Given the listing below, write out exactly the lines starting with the line that has "pub fn topic(mut" and going on through the line that has "ordering of the", both kept.

Given records:
◆ ◆ ◆ ◆ ◆ ◆ ◆
//! Parameterized read statements for articles.
//!
//! # Responsibility
//! - Turn raw listing parameters into a validated [`ArticleListQuery`].
//! - Render listing and lookup SQL with bind values.
//!
//! # Invariants
//! - Filter values are always bound, never formatted into SQL.
//! - `ORDER BY` text comes only from [`ArticleSortKey::column`] and
//!   [`SortOrder::as_sql`].
//! - Ties break on `article_id ASC` so output order is deterministic.

use crate::error::{ApiError, ApiResult};
use crate::query::aggregate::{article_select, summary_select};
use crate::query::sort::{ArticleSortKey, SortOrder};
use rusqlite::types::Value;

/// Raw listing parameters as handed over by the transport layer.
#[derive(Debug, Clone, Default, PartialEq, Eq)]
pub struct ArticleListParams {
    pub topic: Option<String>,
    pub sort_by: Option<String>,
    pub order: Option<String>,
}

impl ArticleListParams {
    pub fn topic(mut self, topic: impl Into<String>) -> Self {
        self.topic = Some(topic.into());
        self
    }

    pub fn sort_by(mut self, sort_by: impl Into<String>) -> Self {
        self.sort_by = Some(sort_by.into());
        self
    }

    pub fn order(mut self, order: impl Into<String>) -> Self {
        self.order = Some(order.into());
        self
    }
}

/// Validated listing query.
#[derive(Debug, Clone, Default, PartialEq, Eq)]
pub struct ArticleListQuery {
    pub topic: Option<String>,
    pub sort_key: ArticleSortKey,
    pub order: SortOrder,
}

impl ArticleListQuery {
    /// Resolves raw parameters against the allow-lists.
    ///
    /// # Errors
    /// - Unknown `sort_by` is `NotFound`: the requested ordering of the
    ///   resource does not exist.
    /// - Unknown `order` is `BadRequest`.
    pub fn from_params(params: &ArticleListParams) -> ApiResult<Self> {
        let sort_key = match params.sort_by.as_deref() {
            None => ArticleSortKey::default(),
            Some(name) => ArticleSortKey::parse(name)
                .ok_or_else(|| ApiError::not_found(format!("unknown sort key `{name}`")))?,
        };
        let order = match params.order.as_deref() {
            None => SortOrder::default(),
            Some(value) => SortOrder::parse(value).ok_or_else(|| {
                ApiError::bad_request(format!("order must be `asc` or `desc`, got `{value}`"))
            })?,
        };

        Ok(Self {
            topic: params.topic.clone(),
            sort_key,
            order,
        })
    }

    /// Renders the listing statement and its bind values.
    pub fn to_sql(&self) -> (String, Vec<Value>) {
        let mut sql = summary_select();
        let mut bind_values = Vec::new();

        if let Some(topic) = self.topic.as_ref() {
            sql.push_str(" WHERE a.topic = ?");
            bind_values.push(Value::Text(topic.clone()));
        }

        sql.push_str(&format!(
            " ORDER BY {} {}, a.article_id ASC",
            self.sort_key.column(),
            self.order.as_sql()
        ));

        (sql, bind_values)
    }
}

/// Single-article lookup keyed by `?1`.
pub fn article_by_id_sql() -> String {
    format!("{} WHERE a.article_id = ?1", article_select())
}

#[cfg(test)]
mod tests {
    use super::{ArticleListParams, ArticleListQuery};
    use crate::error::ErrorKind;
    use crate::query::sort::{ArticleSortKey, SortOrder};
    use rusqlite::types::Value;

    #[test]
    fn defaults_to_created_at_descending() {
        let query = ArticleListQuery::from_params(&ArticleListParams::default()).unwrap();
        assert_eq!(query.sort_key, ArticleSortKey::CreatedAt);
        assert_eq!(query.order, SortOrder::Desc);

        let (sql, binds) = query.to_sql();
        assert!(sql.ends_with("ORDER BY a.created_at DESC, a.article_id ASC"));
        assert!(!sql.contains("WHERE"));
        assert!(binds.is_empty());
    }

    #[test]
    fn topic_is_bound_not_interpolated() {
        let params = ArticleListParams::default().topic("cats' OR 1=1 --");
        let (sql, binds) = ArticleListQuery::from_params(&params).unwrap().to_sql();
        assert!(sql.contains("WHERE a.topic = ?"));
        assert!(!sql.contains("OR 1=1"));
        assert_eq!(binds, vec![Value::Text("cats' OR 1=1 --".to_string())]);
    }

    #[test]
    fn unknown_sort_key_is_not_found() {
        let params = ArticleListParams::default().sort_by("not_a_column");
        let err = ArticleListQuery::from_params(&params).unwrap_err();
        assert_eq!(err.kind(), ErrorKind::NotFound);
    }

    #[test]
    fn unknown_order_is_bad_request() {
        let params = ArticleListParams::default().order("random");
        let err = ArticleListQuery::from_params(&params).unwrap_err();
        assert_eq!(err.kind(), ErrorKind::BadRequest);
    }

    #[test]
    fn comment_count_sort_uses_grouped_alias() {
        let params = ArticleListParams::default()
            .sort_by("comment_count")
            .order("asc");
        let (sql, _) = ArticleListQuery::from_params(&params).unwrap().to_sql();
        assert!(sql.contains("GROUP BY article_id"));
        assert!(sql.contains("ORDER BY comment_count ASC"));
    }
}
//! Image-processing kernels used by the built-in filters.
//!
//! Everything here is a plain function over views and planes. Border pixels
//! are handled by replicating the nearest edge row/column.

use crate::error::{Error, Result};
use crate::format::{ChannelLayout, PixelFormatTag};
use crate::frame::{FrameView, FrameViewMut, Plane};

// BT.601 luma weights, Q14.
const LUMA_B: u32 = 1868;
const LUMA_G: u32 = 9617;
const LUMA_R: u32 = 4899;
const LUMA_SHIFT: u32 = 14;

// tan(22.5 deg), Q15.
const TAN_22_5: i32 = 13573;

const EDGE_NONE: u8 = 0;
const EDGE_WEAK: u8 = 1;
const EDGE_STRONG: u8 = 2;

/// Byte position of blue, green and red within one packed pixel.
#[derive(Clone, Copy, Debug, PartialEq, Eq)]
pub struct ChannelOrder {
    /// Offset of blue.
    pub b: usize,
    /// Offset of green.
    pub g: usize,
    /// Offset of red.
    pub r: usize,
}

impl ChannelOrder {
    /// B, G, R.
    pub const BGR: Self = Self { b: 0, g: 1, r: 2 };
    /// R, G, B.
    pub const RGB: Self = Self { b: 2, g: 1, r: 0 };

    /// Channel order of a packed color tag, `None` for gray and planar formats.
    pub fn of(tag: PixelFormatTag) -> Option<Self> {
        use PixelFormatTag::*;
        match tag {
            Rgb | Rgbx | Rgba => Some(Self::RGB),
            Bgr | Bgrx | Bgra => Some(Self::BGR),
            Xrgb | Argb => Some(Self { b: 3, g: 2, r: 1 }),
            Xbgr | Abgr => Some(Self { b: 1, g: 2, r: 3 }),
            _ => None,
        }
    }
}

/// Dual thresholds for [`canny`].
#[derive(Clone, Copy, Debug, PartialEq, Eq)]
pub struct CannyThresholds {
    /// Gradients at or below this are never edges.
    pub low: i32,
    /// Gradients above this always seed an edge.
    pub high: i32,
}

impl Default for CannyThresholds {
    fn default() -> Self {
        Self { low: 60, high: 160 }
    }
}

fn try_filled<T: Clone>(len: usize, value: T, what: &str) -> Result<Vec<T>> {
    let mut v = Vec::new();
    v.try_reserve_exact(len)
        .map_err(|e| Error::AllocationFailed(format!("{what} ({len} elements): {e}")))?;
    v.resize(len, value);
    Ok(v)
}

/// Working memory for [`median_blur_3x3`] and [`canny`], sized once per frame shape.
#[derive(Debug)]
pub struct EdgeWorkspace {
    width: usize,
    height: usize,
    rows: Vec<u8>,
    dx: Vec<i16>,
    dy: Vec<i16>,
    mag: Vec<i32>,
    stack: Vec<u32>,
}

impl EdgeWorkspace {
    /// Allocate for `width` x `height` frames.
    pub fn new(width: usize, height: usize) -> Result<Self> {
        let len = width * height;
        let mut stack = Vec::new();
        stack
            .try_reserve_exact(len)
            .map_err(|e| Error::AllocationFailed(format!("edge stack: {e}")))?;
        Ok(Self {
            width,
            height,
            rows: try_filled(2 * width, 0, "median rows")?,
            dx: try_filled(len, 0, "sobel dx")?,
            dy: try_filled(len, 0, "sobel dy")?,
            mag: try_filled(len, 0, "gradient magnitude")?,
            stack,
        })
    }

    fn fits(&self, plane: &Plane) -> bool {
        plane.width() == self.width && plane.height() == self.height
    }
}

/// Convert a 3- or 4-channel 8-bit view to luma.
///
/// `order` says where blue, green and red sit inside each pixel.
pub fn to_gray(src: &FrameView<'_>, order: ChannelOrder, dst: &mut [u8]) {
    let bpp = src.desc().layout().bytes_per_pixel();
    debug_assert!(matches!(
        src.desc().layout(),
        ChannelLayout::C3U8 | ChannelLayout::C4U8
    ));
    debug_assert!(dst.len() >= src.width() * src.height());

    for (px, out) in src.as_bytes().chunks_exact(bpp).zip(dst.iter_mut()) {
        let sum = px[order.b] as u32 * LUMA_B
            + px[order.g] as u32 * LUMA_G
            + px[order.r] as u32 * LUMA_R;
        *out = ((sum + (1 << (LUMA_SHIFT - 1))) >> LUMA_SHIFT) as u8;
    }
}

/// 3x3 median filter, in place.
pub fn median_blur_3x3(plane: &mut Plane, ws: &mut EdgeWorkspace) {
    debug_assert!(ws.fits(plane));
    let (w, h) = (plane.width(), plane.height());
    let (prev, cur) = ws.rows.split_at_mut(w);
    let buf = plane.as_mut_slice();

    prev.copy_from_slice(&buf[..w]);
    for y in 0..h {
        cur.copy_from_slice(&buf[y * w..(y + 1) * w]);
        let (head, tail) = buf.split_at_mut((y + 1) * w);
        let below: &[u8] = if tail.is_empty() { cur } else { &tail[..w] };
        let out = &mut head[y * w..];

        for x in 0..w {
            let xl = x.saturating_sub(1);
            let xr = (x + 1).min(w - 1);
            let mut win = [
                prev[xl], prev[x], prev[xr], cur[xl], cur[x], cur[xr], below[xl], below[x],
                below[xr],
            ];
            win.sort_unstable();
            out[x] = win[4];
        }
        prev.copy_from_slice(cur);
    }
}

/// Dual-threshold edge detector with a 3x3 Sobel aperture and L1 gradient.
///
/// Writes 255 at edge pixels and 0 elsewhere.
pub fn canny(src: &Plane, dst: &mut Plane, thresholds: CannyThresholds, ws: &mut EdgeWorkspace) {
    debug_assert!(ws.fits(src) && ws.fits(dst));
    let (w, h) = (src.width(), src.height());
    let gray = src.as_slice();

    for y in 0..h {
        let r0 = &gray[y.saturating_sub(1) * w..][..w];
        let r1 = &gray[y * w..][..w];
        let r2 = &gray[(y + 1).min(h - 1) * w..][..w];
        for x in 0..w {
            let xl = x.saturating_sub(1);
            let xr = (x + 1).min(w - 1);
            let gx = (r0[xr] as i32 + 2 * r1[xr] as i32 + r2[xr] as i32)
                - (r0[xl] as i32 + 2 * r1[xl] as i32 + r2[xl] as i32);
            let gy = (r2[xl] as i32 + 2 * r2[x] as i32 + r2[xr] as i32)
                - (r0[xl] as i32 + 2 * r0[x] as i32 + r0[xr] as i32);
            let i = y * w + x;
            ws.dx[i] = gx as i16;
            ws.dy[i] = gy as i16;
            ws.mag[i] = gx.abs() + gy.abs();
        }
    }

    let mag = &ws.mag;
    let at = |x: isize, y: isize| -> i32 {
        if x < 0 || y < 0 || x >= w as isize || y >= h as isize {
            0
        } else {
            mag[y as usize * w + x as usize]
        }
    };

    let map = dst.as_mut_slice();
    map.fill(EDGE_NONE);
    ws.stack.clear();

    for y in 0..h {
        for x in 0..w {
            let i = y * w + x;
            let m = mag[i];
            if m <= thresholds.low {
                continue;
            }
            let (gx, gy) = (ws.dx[i] as i32, ws.dy[i] as i32);
            let (xi, yi) = (x as isize, y as isize);
            let tg22x = gx.abs() * TAN_22_5;
            let ys = gy.abs() << 15;

            let is_peak = if ys < tg22x {
                m > at(xi - 1, yi) && m >= at(xi + 1, yi)
            } else if ys > tg22x + (gx.abs() << 16) {
                m > at(xi, yi - 1) && m >= at(xi, yi + 1)
            } else {
                let s: isize = if (gx ^ gy) < 0 { -1 } else { 1 };
                m > at(xi - s, yi - 1) && m > at(xi + s, yi + 1)
            };

            if is_peak {
                if m > thresholds.high {
                    map[i] = EDGE_STRONG;
                    ws.stack.push(i as u32);
                } else {
                    map[i] = EDGE_WEAK;
                }
            }
        }
    }

    while let Some(i) = ws.stack.pop() {
        let (x, y) = ((i as usize) % w, (i as usize) / w);
        for ny in y.saturating_sub(1)..=(y + 1).min(h - 1) {
            for nx in x.saturating_sub(1)..=(x + 1).min(w - 1) {
                let n = ny * w + nx;
                if map[n] == EDGE_WEAK {
                    map[n] = EDGE_STRONG;
                    ws.stack.push(n as u32);
                }
            }
        }
    }

    for v in map.iter_mut() {
        *v = if *v == EDGE_STRONG { 255 } else { 0 };
    }
}

/// Zero `dst`, then copy the pixels of `src` where `mask` is non-zero.
pub fn copy_masked(src: &FrameView<'_>, mask: &Plane, dst: &mut FrameViewMut<'_>) {
    debug_assert_eq!(src.desc(), dst.desc());
    let bpp = src.desc().layout().bytes_per_pixel();
    dst.fill(0);
    for ((s, d), &m) in src
        .as_bytes()
        .chunks_exact(bpp)
        .zip(dst.as_bytes_mut().chunks_exact_mut(bpp))
        .zip(mask.as_slice())
    {
        if m != 0 {
            d.copy_from_slice(s);
        }
    }
}

#[cfg(test)]
mod tests {
    use super::*;
    use crate::format::PixelBufferDescriptor;

    fn plane_from(w: u32, h: u32, data: &[u8]) -> Plane {
        let mut p = Plane::new(w, h).unwrap();
        p.as_mut_slice().copy_from_slice(data);
        p
    }

    #[test]
    fn test_gray_weights() {
        let desc = PixelBufferDescriptor::new(ChannelLayout::C3U8, 3, 1).unwrap();
        let px = [255u8, 0, 0, 0, 255, 0, 0, 0, 255];
        let view = FrameView::new(desc, &px).unwrap();
        let mut gray = Plane::new(3, 1).unwrap();

        to_gray(&view, ChannelOrder::BGR, gray.as_mut_slice());
        assert_eq!(gray.as_slice(), &[29, 150, 76]);

        to_gray(&view, ChannelOrder::RGB, gray.as_mut_slice());
        assert_eq!(gray.as_slice(), &[76, 150, 29]);
    }

    #[test]
    fn test_gray_white_stays_white() {
        let desc = PixelBufferDescriptor::new(ChannelLayout::C4U8, 2, 1).unwrap();
        let px = [255u8; 8];
        let view = FrameView::new(desc, &px).unwrap();
        let mut gray = Plane::new(2, 1).unwrap();
        to_gray(
            &view,
            ChannelOrder::of(PixelFormatTag::Argb).unwrap(),
            gray.as_mut_slice(),
        );
        assert_eq!(gray.as_slice(), &[255, 255]);
    }

    #[test]
    fn test_median_removes_impulse() {
        let mut data = [10u8; 25];
        data[12] = 250;
        let mut plane = plane_from(5, 5, &data);
        let mut ws = EdgeWorkspace::new(5, 5).unwrap();
        median_blur_3x3(&mut plane, &mut ws);
        assert!(plane.as_slice().iter().all(|&v| v == 10));
    }

    #[test]
    fn test_median_keeps_step_edge() {
        let mut data = [0u8; 36];
        for y in 0..6 {
            for x in 3..6 {
                data[y * 6 + x] = 200;
            }
        }
        let mut plane = plane_from(6, 6, &data);
        let mut ws = EdgeWorkspace::new(6, 6).unwrap();
        median_blur_3x3(&mut plane, &mut ws);
        assert_eq!(plane.as_slice(), &data);
    }

    #[test]
    fn test_canny_flat_image_has_no_edges() {
        let src = plane_from(8, 8, &[128u8; 64]);
        let mut dst = Plane::new(8, 8).unwrap();
        let mut ws = EdgeWorkspace::new(8, 8).unwrap();
        canny(&src, &mut dst, CannyThresholds::default(), &mut ws);
        assert!(dst.as_slice().iter().all(|&v| v == 0));
    }

    #[test]
    fn test_canny_vertical_step() {
        let (w, h) = (16usize, 8usize);
        let mut data = vec![0u8; w * h];
        for y in 0..h {
            for x in w / 2..w {
                data[y * w + x] = 255;
            }
        }
        let src = plane_from(w as u32, h as u32, &data);
        let mut dst = Plane::new(w as u32, h as u32).unwrap();
        let mut ws = EdgeWorkspace::new(w, h).unwrap();
        canny(&src, &mut dst, CannyThresholds::default(), &mut ws);

        let out = dst.as_slice();
        assert!(out.iter().all(|&v| v == 0 || v == 255));
        for y in 0..h {
            let row = &out[y * w..(y + 1) * w];
            // One-pixel-wide line at the step, nothing elsewhere.
            assert_eq!(row.iter().filter(|&&v| v == 255).count(), 1);
            assert_eq!(row[w / 2 - 1], 255);
        }
    }

    #[test]
    fn test_copy_masked() {
        let desc = PixelBufferDescriptor::new(ChannelLayout::C3U8, 2, 1).unwrap();
        let src = [1u8, 2, 3, 4, 5, 6];
        let mut out = [9u8; 6];
        let mask = plane_from(2, 1, &[0, 255]);
        let view = FrameView::new(desc, &src).unwrap();
        let mut out_view = FrameViewMut::new(desc, &mut out).unwrap();
        copy_masked(&view, &mask, &mut out_view);
        assert_eq!(out, [0, 0, 0, 4, 5, 6]);
    }
}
◆ ◆ ◆ ◆ ◆ ◆ ◆
Output of the task:
    pub fn topic(mut self, topic: impl Into<String>) -> Self {
        self.topic = Some(topic.into());
        self
    }

    pub fn sort_by(mut self, sort_by: impl Into<String>) -> Self {
        self.sort_by = Some(sort_by.into());
        self
    }

    pub fn order(mut self, order: impl Into<String>) -> Self {
        self.order = Some(order.into());
        self
    }
}

/// Validated listing query.
#[derive(Debug, Clone, Default, PartialEq, Eq)]
pub struct ArticleListQuery {
    pub topic: Option<String>,
    pub sort_key: ArticleSortKey,
    pub order: SortOrder,
}

impl ArticleListQuery {
    /// Resolves raw parameters against the allow-lists.
    ///
    /// # Errors
    /// - Unknown `sort_by` is `NotFound`: the requested ordering of the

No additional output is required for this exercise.